• **TASK DIRECTIONS**: Give the count of lines in the records below that contain "Returns", with no other words.

• **SOURCE RECORDS**:
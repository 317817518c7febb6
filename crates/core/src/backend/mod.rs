use std::time::Duration;

use tracing::{debug, info, trace};

use crate::{
    config::{AppConfig, BackendProfile},
    device::{AudioSink, AudioSource},
    timing::{self, FramePacer, TickClock},
    FrameSonifier, FrameView, KeyEvent, KeyEventQueue, Result, SonicFrameError, SpectralDecoder,
};

/// Audio backend façade owned by the host.
///
/// Holds every piece of state the backend needs: the clock anchor, the pacer,
/// the sonifier, the key decoder with its event queue, and the open devices.
/// Which devices are required depends on the [`BackendProfile`].
pub struct AudioBackend {
    profile: BackendProfile,
    clock: TickClock,
    pacer: FramePacer,
    sonifier: FrameSonifier,
    decoder: SpectralDecoder,
    events: KeyEventQueue,
    capture: Vec<i16>,
    output: Option<Box<dyn AudioSink>>,
    input: Option<Box<dyn AudioSource>>,
}

impl AudioBackend {
    /// Opens the default devices the configured profile needs.
    ///
    /// Devices opened before a later failure are released before the error is
    /// returned.
    pub fn initialize(config: AppConfig) -> Result<Self> {
        config.validate()?;
        let (output, input) = open_devices(&config)?;
        Self::with_devices(config, output, input)
    }

    /// Builds a backend around caller-supplied devices. Devices the profile
    /// does not use are dropped.
    pub fn with_devices(
        config: AppConfig,
        output: Option<Box<dyn AudioSink>>,
        input: Option<Box<dyn AudioSource>>,
    ) -> Result<Self> {
        config.validate()?;
        let profile = config.profile;

        let output = if profile.plays_audio() {
            Some(output.ok_or_else(|| {
                SonicFrameError::config(format!("profile {profile:?} requires an output device"))
            })?)
        } else {
            None
        };
        let input = if profile.captures_input() {
            Some(input.ok_or_else(|| {
                SonicFrameError::config(format!("profile {profile:?} requires an input device"))
            })?)
        } else {
            None
        };

        let decoder = SpectralDecoder::new(&config.input)?;
        let events = KeyEventQueue::with_capacity(decoder.keymap().len());

        info!(
            ?profile,
            width = config.frame.width,
            height = config.frame.height,
            output_rate = config.output.sample_rate,
            input_rate = config.input.sample_rate,
            keys = decoder.keymap().len(),
            "audio backend initialized"
        );

        Ok(Self {
            profile,
            clock: TickClock::start(),
            pacer: FramePacer::new(Duration::from_millis(u64::from(config.output.frame_time_ms))),
            sonifier: FrameSonifier::new(&config.frame, config.output.sample_rate),
            decoder,
            events,
            capture: vec![0; config.input.capture_len],
            output,
            input,
        })
    }

    pub fn profile(&self) -> BackendProfile {
        self.profile
    }

    /// Sonifies `frame` and plays it once the previous frame's slot is over.
    /// Does nothing without an output device.
    pub fn render_frame(&mut self, frame: &FrameView<'_>) -> Result<()> {
        let Some(output) = self.output.as_mut() else {
            return Ok(());
        };

        let samples = self.sonifier.render(frame)?;
        let waited = self.pacer.wait_for_slot();
        output.write(samples)?;
        self.pacer.mark_frame_start();

        trace!(?waited, samples = samples.len(), "frame played");
        Ok(())
    }

    /// Returns the next key transition, capturing and decoding a fresh input
    /// buffer when the previous batch has been drained. Without an input
    /// device there are never any events.
    pub fn poll_key_event(&mut self) -> Result<Option<KeyEvent>> {
        let Some(input) = self.input.as_mut() else {
            return Ok(None);
        };

        if self.events.needs_refill() {
            // A failed read leaves the queue asking for a capture.
            input.read(&mut self.capture)?;
            self.events.begin_cycle();
            let queued = self.decoder.decode(&self.capture, &mut self.events)?;
            if queued > 0 {
                debug!(queued, "decoded key transitions");
            }
        }

        Ok(self.events.pop())
    }

    /// Milliseconds since the backend was created.
    pub fn elapsed_ms(&self) -> u32 {
        self.clock.elapsed_ms()
    }

    pub fn sleep_ms(&self, ms: u32) {
        timing::sleep_ms(ms);
    }

    /// There is no window to title; the call is accepted and ignored.
    pub fn set_window_title(&mut self, title: &str) {
        trace!(title, "ignoring window title");
    }

    /// Flushes the output device, if any.
    pub fn finish(&mut self) -> Result<()> {
        match self.output.as_mut() {
            Some(output) => output.finish(),
            None => Ok(()),
        }
    }
}

type Devices = (Option<Box<dyn AudioSink>>, Option<Box<dyn AudioSource>>);

#[cfg(feature = "driver")]
fn open_devices(config: &AppConfig) -> Result<Devices> {
    use crate::device::{open_input, open_output};

    let output: Option<Box<dyn AudioSink>> = if config.profile.plays_audio() {
        Some(Box::new(open_output(&config.output)?))
    } else {
        None
    };
    let input: Option<Box<dyn AudioSource>> = if config.profile.captures_input() {
        Some(Box::new(open_input(&config.input)?))
    } else {
        None
    };
    Ok((output, input))
}

#[cfg(not(feature = "driver"))]
fn open_devices(config: &AppConfig) -> Result<Devices> {
    if config.profile.plays_audio() {
        return Err(SonicFrameError::driver(
            "open_devices",
            "built without the `driver` feature",
        ));
    }
    Ok((None, None))
}

impl std::fmt::Debug for AudioBackend {
    fn fmt(&self, f: &mut std::fmt::Formatter<'_>) -> std::fmt::Result {
        f.debug_struct("AudioBackend")
            .field("profile", &self.profile)
            .field("sonifier", &self.sonifier)
            .field("decoder", &self.decoder)
            .field("events", &self.events)
            .field("has_output", &self.output.is_some())
            .field("has_input", &self.input.is_some())
            .finish()
    }
}

#[cfg(test)]
mod tests {
    use std::time::Instant;

    use super::*;
    use crate::{
        config::{FrameConfig, InputConfig, OutputConfig},
        device::{MemorySink, ScriptedSource},
        Key, ToneController,
    };

    /// Fails its first read, then behaves like the wrapped script.
    struct FlakySource {
        failed: bool,
        inner: ScriptedSource,
    }

    impl AudioSource for FlakySource {
        fn read(&mut self, buffer: &mut [i16]) -> Result<()> {
            if !self.failed {
                self.failed = true;
                return Err(SonicFrameError::driver("read", "stream interrupted"));
            }
            self.inner.read(buffer)
        }
    }

    const WIDTH: usize = 4;
    const HEIGHT: usize = 2;

    fn test_config(profile: BackendProfile, frame_time_ms: u32) -> AppConfig {
        AppConfig {
            profile,
            frame: FrameConfig {
                width: WIDTH,
                height: HEIGHT,
                top_frequency_hz: 300.0,
                ..FrameConfig::default()
            },
            output: OutputConfig {
                sample_rate: 1_000,
                frame_time_ms,
            },
            input: InputConfig {
                sample_rate: 128_000,
                ..InputConfig::default()
            },
        }
    }

    fn lit_pixels() -> Vec<u32> {
        vec![0x00ff_ffff; WIDTH * HEIGHT]
    }

    #[test]
    fn null_profile_does_no_io() {
        let sink = MemorySink::new();
        let source = ScriptedSource::new();
        let mut backend = AudioBackend::with_devices(
            test_config(BackendProfile::Null, 0),
            Some(Box::new(sink.clone())),
            Some(Box::new(source.clone())),
        )
        .unwrap();

        let pixels = lit_pixels();
        let frame = FrameView::new(&pixels, WIDTH, HEIGHT).unwrap();
        backend.render_frame(&frame).unwrap();
        for _ in 0..3 {
            assert_eq!(backend.poll_key_event().unwrap(), None);
        }

        assert!(sink.is_empty().unwrap());
        assert_eq!(source.reads().unwrap(), 0);

        let before = backend.elapsed_ms();
        backend.sleep_ms(15);
        assert!(backend.elapsed_ms() >= before + 15);
    }

    #[test]
    fn null_profile_needs_no_devices() {
        let backend =
            AudioBackend::initialize(test_config(BackendProfile::Null, 0)).unwrap();
        assert_eq!(backend.profile(), BackendProfile::Null);
    }

    #[test]
    fn output_only_plays_one_second_per_frame() {
        let sink = MemorySink::new();
        let mut backend = AudioBackend::with_devices(
            test_config(BackendProfile::OutputOnly, 0),
            Some(Box::new(sink.clone())),
            None,
        )
        .unwrap();

        let pixels = lit_pixels();
        let frame = FrameView::new(&pixels, WIDTH, HEIGHT).unwrap();
        backend.render_frame(&frame).unwrap();
        backend.set_window_title("ignored");

        let buffers = sink.buffers().unwrap();
        assert_eq!(buffers.len(), 1);
        assert_eq!(buffers[0].samples.len(), 1_000);
        assert_eq!(backend.poll_key_event().unwrap(), None);
    }

    #[test]
    fn black_frame_plays_silence() {
        let sink = MemorySink::new();
        let mut backend = AudioBackend::with_devices(
            test_config(BackendProfile::OutputOnly, 0),
            Some(Box::new(sink.clone())),
            None,
        )
        .unwrap();

        let pixels = vec![0_u32; WIDTH * HEIGHT];
        let frame = FrameView::new(&pixels, WIDTH, HEIGHT).unwrap();
        backend.render_frame(&frame).unwrap();

        let buffers = sink.buffers().unwrap();
        assert!(buffers[0].samples.iter().all(|s| *s == 0.0));
    }

    #[test]
    fn frames_start_at_least_one_frame_time_apart() {
        let frame_time = Duration::from_millis(60);
        let sink = MemorySink::new();
        let mut backend = AudioBackend::with_devices(
            test_config(BackendProfile::OutputOnly, 60),
            Some(Box::new(sink.clone())),
            None,
        )
        .unwrap();

        let pixels = lit_pixels();
        let frame = FrameView::new(&pixels, WIDTH, HEIGHT).unwrap();
        let start = Instant::now();
        backend.render_frame(&frame).unwrap();
        backend.render_frame(&frame).unwrap();

        let buffers = sink.buffers().unwrap();
        assert_eq!(buffers.len(), 2);
        assert!(buffers[1].at.duration_since(buffers[0].at) >= frame_time);
        assert!(start.elapsed() >= frame_time);
    }

    #[test]
    fn rejects_wrong_frame_size() {
        let mut backend = AudioBackend::with_devices(
            test_config(BackendProfile::OutputOnly, 0),
            Some(Box::new(MemorySink::new())),
            None,
        )
        .unwrap();

        let pixels = vec![0_u32; 4];
        let frame = FrameView::new(&pixels, 2, 2).unwrap();
        assert!(matches!(
            backend.render_frame(&frame),
            Err(SonicFrameError::FrameSize { .. })
        ));
    }

    #[test]
    fn missing_devices_are_reported() {
        let err = AudioBackend::with_devices(
            test_config(BackendProfile::Full, 0),
            Some(Box::new(MemorySink::new())),
            None,
        )
        .unwrap_err();
        assert!(err.to_string().contains("input device"));

        let err =
            AudioBackend::with_devices(test_config(BackendProfile::OutputOnly, 0), None, None)
                .unwrap_err();
        assert!(err.to_string().contains("output device"));
    }

    #[test]
    fn polling_captures_once_per_drained_cycle() {
        let config = test_config(BackendProfile::Full, 0);
        let mut controller = ToneController::from_config(&config.input);
        controller.press(Key::Fire).unwrap();
        controller.press(Key::Tab).unwrap();

        let mut backend = AudioBackend::with_devices(
            config,
            Some(Box::new(MemorySink::new())),
            Some(Box::new(controller)),
        )
        .unwrap();

        assert_eq!(
            backend.poll_key_event().unwrap(),
            Some(KeyEvent::new(Key::Fire, true))
        );
        assert_eq!(
            backend.poll_key_event().unwrap(),
            Some(KeyEvent::new(Key::Tab, true))
        );
        // Drained: the next poll is empty, the one after captures again and
        // finds nothing new while the keys stay held.
        assert_eq!(backend.poll_key_event().unwrap(), None);
        assert_eq!(backend.poll_key_event().unwrap(), None);
        assert_eq!(backend.poll_key_event().unwrap(), None);
    }

    #[test]
    fn scripted_captures_drive_press_and_release() {
        let config = test_config(BackendProfile::Full, 0);
        let mut controller = ToneController::from_config(&config.input);
        controller.press(Key::UpArrow).unwrap();
        let mut held = vec![0_i16; config.input.capture_len];
        controller.fill_pcm16(&mut held);

        let source = ScriptedSource::new();
        source.push_capture(held).unwrap();
        let mut backend = AudioBackend::with_devices(
            config,
            Some(Box::new(MemorySink::new())),
            Some(Box::new(source.clone())),
        )
        .unwrap();

        assert_eq!(
            backend.poll_key_event().unwrap(),
            Some(KeyEvent::new(Key::UpArrow, true))
        );
        assert_eq!(backend.poll_key_event().unwrap(), None);
        assert_eq!(source.reads().unwrap(), 1);

        // The script is exhausted, so the next capture is silence.
        assert_eq!(
            backend.poll_key_event().unwrap(),
            Some(KeyEvent::new(Key::UpArrow, false))
        );
        assert_eq!(source.reads().unwrap(), 2);
    }

    #[test]
    fn empty_capture_still_reports_no_event() {
        let source = ScriptedSource::new();
        let mut backend = AudioBackend::with_devices(
            test_config(BackendProfile::Full, 0),
            Some(Box::new(MemorySink::new())),
            Some(Box::new(source.clone())),
        )
        .unwrap();

        assert_eq!(backend.poll_key_event().unwrap(), None);
        assert_eq!(source.reads().unwrap(), 1);
        assert_eq!(backend.poll_key_event().unwrap(), None);
        assert_eq!(source.reads().unwrap(), 2);
    }

    #[test]
    fn failed_capture_is_retried_on_the_next_poll() {
        let config = test_config(BackendProfile::Full, 0);
        let mut controller = ToneController::from_config(&config.input);
        controller.press(Key::Fire).unwrap();
        let mut held = vec![0_i16; config.input.capture_len];
        controller.fill_pcm16(&mut held);

        let script = ScriptedSource::new();
        script.push_capture(held).unwrap();
        let flaky = FlakySource {
            failed: false,
            inner: script.clone(),
        };
        let mut backend = AudioBackend::with_devices(
            config,
            Some(Box::new(MemorySink::new())),
            Some(Box::new(flaky)),
        )
        .unwrap();

        let err = backend.poll_key_event().unwrap_err();
        assert!(err.is_device_failure());
        assert_eq!(script.reads().unwrap(), 0);

        assert_eq!(
            backend.poll_key_event().unwrap(),
            Some(KeyEvent::new(Key::Fire, true))
        );
        assert_eq!(script.reads().unwrap(), 1);
    }
}
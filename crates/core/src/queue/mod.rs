use serde::{Deserialize, Serialize};

use crate::{Key, Result, SonicFrameError};

/// A debounced key transition.
#[derive(Debug, Clone, Copy, PartialEq, Eq, Serialize, Deserialize)]
pub struct KeyEvent {
    pub key: Key,
    pub pressed: bool,
}

impl KeyEvent {
    pub fn new(key: Key, pressed: bool) -> Self {
        Self { key, pressed }
    }
}

/// Fixed-capacity FIFO filled once per capture cycle and drained by polling.
///
/// The read cursor starts one past the write cursor so the very first poll
/// asks for a capture. After a cycle's events are drained, one extra poll
/// reports empty and moves the read cursor past the write cursor; the poll
/// after that requests the next capture.
#[derive(Debug, Clone)]
pub struct KeyEventQueue {
    events: Vec<KeyEvent>,
    capacity: usize,
    read: usize,
    write: usize,
}

impl KeyEventQueue {
    pub fn with_capacity(capacity: usize) -> Self {
        Self {
            events: Vec::with_capacity(capacity),
            capacity,
            read: 1,
            write: 0,
        }
    }

    pub fn capacity(&self) -> usize {
        self.capacity
    }

    /// Events still waiting to be polled in the current cycle.
    pub fn pending(&self) -> usize {
        self.write.saturating_sub(self.read)
    }

    /// True once the previous cycle has been fully drained.
    pub fn needs_refill(&self) -> bool {
        self.read > self.write
    }

    /// Empties the queue and rewinds both cursors for a new fill cycle.
    pub fn begin_cycle(&mut self) {
        self.events.clear();
        self.read = 0;
        self.write = 0;
    }

    pub fn push(&mut self, event: KeyEvent) -> Result<()> {
        if self.write >= self.capacity {
            return Err(SonicFrameError::QueueFull {
                capacity: self.capacity,
            });
        }
        self.events.push(event);
        self.write += 1;
        Ok(())
    }

    /// Takes the next event of the current cycle.
    pub fn pop(&mut self) -> Option<KeyEvent> {
        if self.read >= self.write {
            // Only the first empty poll moves the cursor; the queue then
            // reports `needs_refill` until a new cycle begins.
            if self.read == self.write {
                self.read += 1;
            }
            return None;
        }
        let event = self.events[self.read];
        self.read += 1;
        Some(event)
    }
}
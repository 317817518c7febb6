use std::{
    thread,
    time::{Duration, Instant},
};

use tracing::trace;

/// Millisecond clock anchored at construction.
#[derive(Debug, Clone, Copy)]
pub struct TickClock {
    anchor: Instant,
}

impl TickClock {
    pub fn start() -> Self {
        Self {
            anchor: Instant::now(),
        }
    }

    pub fn elapsed(&self) -> Duration {
        self.anchor.elapsed()
    }

    /// Milliseconds since the anchor. The counter is 32 bits wide and wraps
    /// after roughly 49.7 days; values beyond that point are unspecified.
    pub fn elapsed_ms(&self) -> u32 {
        self.elapsed().as_millis() as u32
    }
}

impl Default for TickClock {
    fn default() -> Self {
        Self::start()
    }
}

/// Blocks the calling thread for `ms` milliseconds.
pub fn sleep_ms(ms: u32) {
    thread::sleep(Duration::from_millis(u64::from(ms)));
}

/// Spaces out the starts of successive frames by at least a fixed interval.
///
/// A late frame is never compensated for: the next interval is measured from
/// whenever the late frame actually started.
#[derive(Debug, Clone)]
pub struct FramePacer {
    frame_time: Duration,
    previous_frame: Instant,
}

impl FramePacer {
    pub fn new(frame_time: Duration) -> Self {
        Self {
            frame_time,
            previous_frame: Instant::now(),
        }
    }

    pub fn frame_time(&self) -> Duration {
        self.frame_time
    }

    /// Time since the last frame started.
    pub fn since_previous(&self) -> Duration {
        self.previous_frame.elapsed()
    }

    /// Sleeps out the remainder of the current interval. Returns how long the
    /// caller was blocked.
    pub fn wait_for_slot(&self) -> Duration {
        let elapsed = self.since_previous();
        match self.frame_time.checked_sub(elapsed) {
            Some(remaining) if !remaining.is_zero() => {
                trace!(?remaining, "pacing frame");
                thread::sleep(remaining);
                remaining
            }
            _ => Duration::ZERO,
        }
    }

    /// Stamps the start of a frame. Call right after the audio was handed to
    /// the output stream.
    pub fn mark_frame_start(&mut self) {
        self.previous_frame = Instant::now();
    }
}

• **PROBLEM SOLUTION**: 2